Maybe it is only a question of desire. After being first-round flameouts for the past two years, the Bulls are the team bringing the most sustained energy and the most creativity, while the Heat is still looking too much like they did on opening night when they faced this very same opponent. Back then, on Halloween night, the Heat were so enamored of receiving their championship rings that they never bothered showing up for the game, losing by 42 points. And despite a brief surge here and there during the regular season, the Heat has never really looked like a team up to the task of doing what is necessary to defend that title, instead always coming off as a team a little too satisfied with what was accomplished last year rather than a team with an urge to be the best once again.
Plenty of folks were writing them off even before this game began, which gave Heat coach Pat Riley a reason to laugh before tipoff.
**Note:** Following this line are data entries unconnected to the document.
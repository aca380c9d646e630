//! Kanbai Engine - inventory aggregation for the sold-out board
//!
//! Turns a member roster into a consolidated availability matrix with
//! derived aggregates, one fetch cycle at a time.
//!
//! ## Architecture
//!
//! ```text
//! ┌──────────┐     ┌──────────────┐     ┌───────────┐
//! │  Roster  │────▶│ Orchestrator │────▶│  Fetcher  │
//! │  (CSV)   │     │  (batches)   │     │  (HTTP)   │
//! └──────────┘     └──────┬───────┘     └───────────┘
//!                         │ per member: normal + final
//!                         ▼
//!                  ┌──────────────┐
//!                  │  Reconcile   │
//!                  │ (tail band)  │
//!                  └──────┬───────┘
//!                         ▼
//!                  ┌──────────────┐
//!                  │   Derive     │
//!                  │ (gating/agg) │
//!                  └──────┬───────┘
//!                         ▼
//!                  ┌──────────────┐
//!                  │ StatusBoard  │
//!                  └──────────────┘
//! ```
//!
//! The clock gates the whole cycle: before the sale-start instant no
//! network call is made at all, and past the final-slot deadline the final
//! endpoints stop being queried.

pub mod board;
pub mod derive;
pub mod fetch;
pub mod gate;
pub mod html;
pub mod orchestrator;
pub mod progress;
pub mod reconcile;
pub mod roster;
pub mod slots;

pub use board::{BoardCache, StatusBoard};
pub use derive::Matrix;
pub use orchestrator::{FetchOrchestrator, MemberFetch};
pub use progress::{LogProgress, NullProgress, Progress};
pub use roster::load_roster;
pub use slots::SlotBand;

use chrono::{DateTime, Utc};
use kanbai_core::{Config, Member, Result, SlotRules, StockState};
use tracing::{debug, info};

/// One engine per process run: holds the config and the shared HTTP client.
pub struct Engine {
    config: Config,
    orchestrator: FetchOrchestrator,
}

impl Engine {
    pub fn new(config: Config) -> Result<Self> {
        config.validate()?;
        let orchestrator = FetchOrchestrator::new(&config);
        Ok(Self {
            config,
            orchestrator,
        })
    }

    pub fn config(&self) -> &Config {
        &self.config
    }

    /// Run one fetch cycle at instant `now` and assemble the board.
    ///
    /// `now` is sampled once by the caller so the whole cycle sees one
    /// consistent gating decision.
    pub async fn run_cycle(
        &self,
        members: &[Member],
        now: DateTime<Utc>,
        progress: &dyn Progress,
    ) -> StatusBoard {
        let rules = &self.config.slot_rules;

        let matrix = if !gate::sales_started(now, self.config.sale_start) {
            info!("sales not started; synthesizing unreleased board without fetching");
            synthesize_unreleased(members, rules)
        } else {
            let use_final = gate::use_final_slots(now, self.config.final_slot_deadline);
            debug!(use_final, members = members.len(), "starting fetch cycle");

            let fetches = self.orchestrator.run(members, use_final, progress).await;

            let mut matrix = Matrix::with_capacity(members.len());
            for (name, result) in fetches {
                let merged = reconcile::reconcile(
                    result.normal.unwrap_or_default(),
                    result.final_slots.as_ref(),
                    use_final,
                    rules,
                );
                matrix.insert(name, merged);
            }
            matrix
        };

        StatusBoard::build(
            members.to_vec(),
            matrix,
            rules,
            self.config.crowd_threshold,
            now,
        )
    }
}

/// Every member gets the full known universe at `Unreleased`; used before
/// the sale-start gate opens.
fn synthesize_unreleased(members: &[Member], rules: &SlotRules) -> Matrix {
    let universe = slots::known_universe(rules);
    members
        .iter()
        .map(|m| {
            let row = universe
                .iter()
                .map(|label| (label.clone(), StockState::Unreleased))
                .collect();
            (m.name.clone(), row)
        })
        .collect()
}

#[cfg(test)]
mod tests {
    use super::*;
    use kanbai_core::{DisplayState, League};
    use std::sync::atomic::{AtomicUsize, Ordering};
    use std::sync::Arc;
    use tokio::io::{AsyncReadExt, AsyncWriteExt};
    use tokio::net::TcpListener;

    fn at(s: &str) -> DateTime<Utc> {
        DateTime::parse_from_rfc3339(s).unwrap().with_timezone(&Utc)
    }

    fn variation_item(label: &str, sold: bool) -> String {
        let notify = if sold {
            "<a>再入荷お知らせを希望する</a>"
        } else {
            ""
        };
        format!(
            r#"<li class="cot-itemOrder-variationLI">
                 <span class="cot-itemOrder-variationName">{label}</span>
                 <span class="cot-itemOrder-variationStock"></span>
                 {notify}
               </li>"#
        )
    }

    /// Routes requests by path prefix and counts every connection.
    async fn spawn_routing_server(
        routes: Vec<(&'static str, String)>,
        hits: Arc<AtomicUsize>,
    ) -> String {
        let listener = TcpListener::bind("127.0.0.1:0").await.unwrap();
        let addr = listener.local_addr().unwrap();

        tokio::spawn(async move {
            loop {
                let Ok((mut socket, _)) = listener.accept().await else {
                    break;
                };
                hits.fetch_add(1, Ordering::SeqCst);
                let routes = routes.clone();
                tokio::spawn(async move {
                    let mut buf = [0u8; 4096];
                    let n = socket.read(&mut buf).await.unwrap_or(0);
                    let req = String::from_utf8_lossy(&buf[..n]);
                    let path = req
                        .split_whitespace()
                        .nth(1)
                        .unwrap_or("/")
                        .to_string();
                    let body = routes
                        .iter()
                        .find(|(prefix, _)| path.starts_with(prefix))
                        .map(|(_, b)| b.clone())
                        .unwrap_or_default();
                    let resp = format!(
                        "HTTP/1.1 200 OK\r\nContent-Type: text/html\r\nConnection: close\r\nContent-Length: {}\r\n\r\n{}",
                        body.len(),
                        body
                    );
                    let _ = socket.write_all(resp.as_bytes()).await;
                });
            }
        });

        format!("http://{addr}")
    }

    #[tokio::test]
    async fn test_pre_sale_short_circuit() {
        let hits = Arc::new(AtomicUsize::new(0));
        let base = spawn_routing_server(vec![("/", String::new())], hits.clone()).await;

        let members = vec![
            Member::new("A", League::U17, Some(format!("{base}/a")), None),
            Member::new(
                "B",
                League::Z1,
                Some(format!("{base}/b")),
                Some(format!("{base}/bf")),
            ),
        ];

        let config = Config {
            sale_start: Some(at("2025-03-20T03:00:00Z")),
            batch_delay_ms: 0,
            ..Config::default()
        };
        let engine = Engine::new(config).unwrap();
        let board = engine
            .run_cycle(&members, at("2025-03-19T12:00:00Z"), &NullProgress)
            .await;

        // Every fixed slot is unreleased for every member, no calls made
        assert_eq!(hits.load(Ordering::SeqCst), 0);
        let universe = slots::known_universe(&engine.config().slot_rules);
        assert_eq!(board.slots, universe);
        for member in ["A", "B"] {
            for slot in &universe {
                assert_eq!(
                    board.state(member, slot),
                    Some(StockState::Unreleased),
                    "{member} {slot}"
                );
            }
        }
        assert_eq!(board.member_sales["A"], 0);
        assert_eq!(board.members_all_regular_sold_out, 0);
    }

    #[tokio::test]
    async fn test_cycle_reconciles_final_window() {
        // B's normal page: early gated slot, hours 18-20 sold out, the 21:xx
        // tail still reading available; B's final page: everything sold.
        // With the final window open the tail is forced sold out, which
        // clears B's whole regular band.
        let mut b_normal = variation_item("15:00-15:15", true);
        for hour in [18, 19, 20] {
            for minute in [0, 15, 30, 45] {
                let end = if minute == 45 {
                    format!("{:02}:00", hour + 1)
                } else {
                    format!("{hour:02}:{:02}", minute + 15)
                };
                b_normal.push_str(&variation_item(&format!("{hour:02}:{minute:02}-{end}"), true));
            }
        }
        for minute in [0, 15, 30, 45] {
            let end = if minute == 45 {
                "22:00".to_string()
            } else {
                format!("21:{:02}", minute + 15)
            };
            b_normal.push_str(&variation_item(&format!("21:{minute:02}-{end}"), false));
        }

        let b_final =
            variation_item("21:00-22:00", true) + &variation_item("final extra", true);
        let a_normal = variation_item("15:00-15:15", false);

        let hits = Arc::new(AtomicUsize::new(0));
        let base = spawn_routing_server(
            vec![("/bf", b_final), ("/b", b_normal), ("/a", a_normal)],
            hits.clone(),
        )
        .await;

        let members = vec![
            Member::new("A", League::U17, Some(format!("{base}/a")), None),
            Member::new(
                "B",
                League::Z1,
                Some(format!("{base}/b")),
                Some(format!("{base}/bf")),
            ),
        ];

        let config = Config {
            batch_delay_ms: 0,
            final_slot_deadline: at("2025-03-25T14:59:59Z"),
            ..Config::default()
        };
        let engine = Engine::new(config).unwrap();
        let board = engine
            .run_cycle(&members, at("2025-03-22T12:00:00Z"), &NullProgress)
            .await;

        // One call per endpoint: a, b, bf
        assert_eq!(hits.load(Ordering::SeqCst), 3);

        // Tail forced sold out by the final source
        for slot in ["21:00-21:15", "21:15-21:30", "21:30-21:45", "21:45-22:00"] {
            assert_eq!(board.state("B", slot), Some(StockState::SoldOut), "{slot}");
        }
        assert_eq!(board.members_all_regular_sold_out, 1);

        // B's early slot reads unreleased from the page and renders locked...
        assert_eq!(
            board.state("B", "15:00-15:15"),
            Some(StockState::Unreleased)
        );
        let b_display = board.display_row(&members[1]);
        let early_idx = board.slots.iter().position(|s| s == "15:00-15:15").unwrap();
        assert_eq!(b_display[early_idx], DisplayState::Locked);

        // ...and with the regular band cleared, sales count the 16 regular slots
        assert_eq!(board.member_sales["B"], 16);

        // A's open early slot stays open and counts nowhere
        assert_eq!(
            board.state("A", "15:00-15:15"),
            Some(StockState::Available)
        );
        assert_eq!(board.sold_out_counts["15:00-15:15"], 0);
        assert_eq!(board.member_sales["A"], 0);
    }

    #[tokio::test]
    async fn test_cycle_after_final_deadline_skips_final_fetch() {
        let hits = Arc::new(AtomicUsize::new(0));
        let normal = variation_item("21:00-21:15", false);
        let base = spawn_routing_server(
            vec![("/bf", variation_item("x", true)), ("/b", normal)],
            hits.clone(),
        )
        .await;

        let members = vec![Member::new(
            "B",
            League::Z1,
            Some(format!("{base}/b")),
            Some(format!("{base}/bf")),
        )];

        let config = Config {
            batch_delay_ms: 0,
            final_slot_deadline: at("2025-03-25T14:59:59Z"),
            ..Config::default()
        };
        let engine = Engine::new(config).unwrap();
        let board = engine
            .run_cycle(&members, at("2025-03-26T00:00:00Z"), &NullProgress)
            .await;

        // Only the normal endpoint was fetched; the tail keeps its own state
        assert_eq!(hits.load(Ordering::SeqCst), 1);
        assert_eq!(
            board.state("B", "21:00-21:15"),
            Some(StockState::Available)
        );
    }
}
"If in fact any of my players or myself believed one iota of what the press thought about us [last season], we would have lost early. It was really a testimony to their grit last year, and that's why I continue to believe deep down inside this team, that there's something there," Riley said. "I believed it last year, and when they get it together and they're rolling, they can be formidable. I'm not going to make any excuses about now, but the whole dynamic of this season has been different. Our team has to dig down and not worry about what other people think, and they've got to take all the negative thoughts and put them out of their minds and come with energy and efficiency."
That they did, but only for about two quarters. It may very well go down that the best the Heat looked in the postseason was a stretch from the start of the second quarter until late in the third when they outscored Chicago 47-29 to turn a six-point deficit into a 12-point lead, a run that had you thinking: You know what, maybe Riley was right for keeping the faith in his guys.
But his team did him a disfavor throughout the night by missing 19 of 35 free throws, and when the momentum shifted soundly in the direction of Chicago during the fourth quarter, you could tell there might not be enough fight left in the champs to keep this a compelling series. And when you saw thousands upon thousand of white-clad fans streaming toward the exits with under 30 seconds left, the picture got even clearer: May is going to be a month that has nothing to do with D-Wade, Shaq, South Beach or Riley.
So this thing should probably end on Sunday, and Riley will be left to wonder as he heads into the offseason whether it was worth it to keep his team intact and not make major changes for the defense of the title.
He said on opening night how he felt his team deserved at least that much, and look where it has gotten him: His team is on the verge of being swept. Or, to put it another way, the Chicago Bulls are on the verge of sweeping his team.
Whichever way you say it, the bottom line is the same: The better team is about to finish off this series, and the better team is the Chicago Bulls.